[Stored items]
- Opening Delimiter -
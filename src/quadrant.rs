//! Heading band and field quadrant classification

use crate::types::{Pose, Quadrant};

/// Classify a normalized heading into the 90° band around its nearest axis
///
/// Bands are closed at the top: 45° belongs to [`Quadrant::PosPos`], 135° to
/// [`Quadrant::NegPos`] and so on. Both 0° and 360° are [`Quadrant::PosPos`].
///
/// | Heading | Band |
/// |---|---|
/// | `[0, 45]` or `(315, 360]` | `PosPos` |
/// | `(45, 135]` | `NegPos` |
/// | `(135, 225]` | `NegNeg` |
/// | `(225, 315]` | `PosNeg` |
///
/// Headings outside `[0, 360]` (or NaN) are not expected and fall back to
/// [`Quadrant::NegNeg`]; normalize with
/// [`normalize_heading`](crate::normalize_heading) first.
///
/// # Example
/// ```
/// use wall_reset::{Quadrant, heading_octant};
///
/// assert_eq!(heading_octant(0.0), Quadrant::PosPos);
/// assert_eq!(heading_octant(45.0), Quadrant::PosPos);
/// assert_eq!(heading_octant(45.5), Quadrant::NegPos);
/// assert_eq!(heading_octant(300.0), Quadrant::PosNeg);
/// ```
pub fn heading_octant(heading: f32) -> Quadrant {
    if (0.0..=45.0).contains(&heading) || (heading > 315.0 && heading <= 360.0) {
        return Quadrant::PosPos;
    }

    if heading > 45.0 && heading <= 135.0 {
        return Quadrant::NegPos;
    }

    if heading > 135.0 && heading <= 225.0 {
        return Quadrant::NegNeg;
    }

    if heading > 225.0 && heading <= 315.0 {
        return Quadrant::PosNeg;
    }

    Quadrant::NegNeg
}

/// Classify a field position by the signs of its coordinates
///
/// | x | y | Quadrant |
/// |---|---|---|
/// | `> 0` | `> 0` | `PosPos` |
/// | `> 0` | `< 0` | `NegPos` |
/// | `< 0` | `< 0` | `NegNeg` |
/// | `< 0` | `> 0` | `PosNeg` |
///
/// A position lying on either axis classifies as [`Quadrant::PosPos`]. The
/// heading component of the pose is ignored.
///
/// # Example
/// ```
/// use wall_reset::{Pose, Quadrant, position_quadrant};
///
/// assert_eq!(position_quadrant(&Pose::new(12.0, 30.0, 0.0)), Quadrant::PosPos);
/// assert_eq!(position_quadrant(&Pose::new(-12.0, -30.0, 90.0)), Quadrant::NegNeg);
/// ```
pub fn position_quadrant(pose: &Pose) -> Quadrant {
    let (x, y) = (pose.x, pose.y);

    if x > 0.0 && y > 0.0 {
        return Quadrant::PosPos;
    }

    if x > 0.0 && y < 0.0 {
        return Quadrant::NegPos;
    }

    if x < 0.0 && y < 0.0 {
        return Quadrant::NegNeg;
    }

    if x < 0.0 && y > 0.0 {
        return Quadrant::PosNeg;
    }

    Quadrant::PosPos
}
- Closing Delimiter -
• [What the task asks] Exactly as written, please output every entry.

• [Answer for this exercise]
filename src/quadrant.rs
//! Heading band and field quadrant classification

use crate::types::{Pose, Quadrant};

/// Classify a normalized heading into the 90° band around its nearest axis
///
/// Bands are closed at the top: 45° belongs to [`Quadrant::PosPos`], 135° to
/// [`Quadrant::NegPos`] and so on. Both 0° and 360° are [`Quadrant::PosPos`].
///
/// | Heading | Band |
/// |---|---|
/// | `[0, 45]` or `(315, 360]` | `PosPos` |
/// | `(45, 135]` | `NegPos` |
/// | `(135, 225]` | `NegNeg` |
/// | `(225, 315]` | `PosNeg` |
///
/// Headings outside `[0, 360]` (or NaN) are not expected and fall back to
/// [`Quadrant::NegNeg`]; normalize with
/// [`normalize_heading`](crate::normalize_heading) first.
///
/// # Example
/// ```
/// use wall_reset::{Quadrant, heading_octant};
///
/// assert_eq!(heading_octant(0.0), Quadrant::PosPos);
/// assert_eq!(heading_octant(45.0), Quadrant::PosPos);
/// assert_eq!(heading_octant(45.5), Quadrant::NegPos);
/// assert_eq!(heading_octant(300.0), Quadrant::PosNeg);
/// ```
pub fn heading_octant(heading: f32) -> Quadrant {
    if (0.0..=45.0).contains(&heading) || (heading > 315.0 && heading <= 360.0) {
        return Quadrant::PosPos;
    }

    if heading > 45.0 && heading <= 135.0 {
        return Quadrant::NegPos;
    }

    if heading > 135.0 && heading <= 225.0 {
        return Quadrant::NegNeg;
    }

    if heading > 225.0 && heading <= 315.0 {
        return Quadrant::PosNeg;
    }

    Quadrant::NegNeg
}

/// Classify a field position by the signs of its coordinates
///
/// | x | y | Quadrant |
/// |---|---|---|
/// | `> 0` | `> 0` | `PosPos` |
/// | `> 0` | `< 0` | `NegPos` |
/// | `< 0` | `< 0` | `NegNeg` |
/// | `< 0` | `> 0` | `PosNeg` |
///
/// A position lying on either axis classifies as [`Quadrant::PosPos`]. The
/// heading component of the pose is ignored.
///
/// # Example
/// ```
/// use wall_reset::{Pose, Quadrant, position_quadrant};
///
/// assert_eq!(position_quadrant(&Pose::new(12.0, 30.0, 0.0)), Quadrant::PosPos);
/// assert_eq!(position_quadrant(&Pose::new(-12.0, -30.0, 90.0)), Quadrant::NegNeg);
/// ```
pub fn position_quadrant(pose: &Pose) -> Quadrant {
    let (x, y) = (pose.x, pose.y);

    if x > 0.0 && y > 0.0 {
        return Quadrant::PosPos;
    }

    if x > 0.0 && y < 0.0 {
        return Quadrant::NegPos;
    }

    if x < 0.0 && y < 0.0 {
        return Quadrant::NegNeg;
    }

    if x < 0.0 && y > 0.0 {
        return Quadrant::PosNeg;
    }

    Quadrant::PosPos
}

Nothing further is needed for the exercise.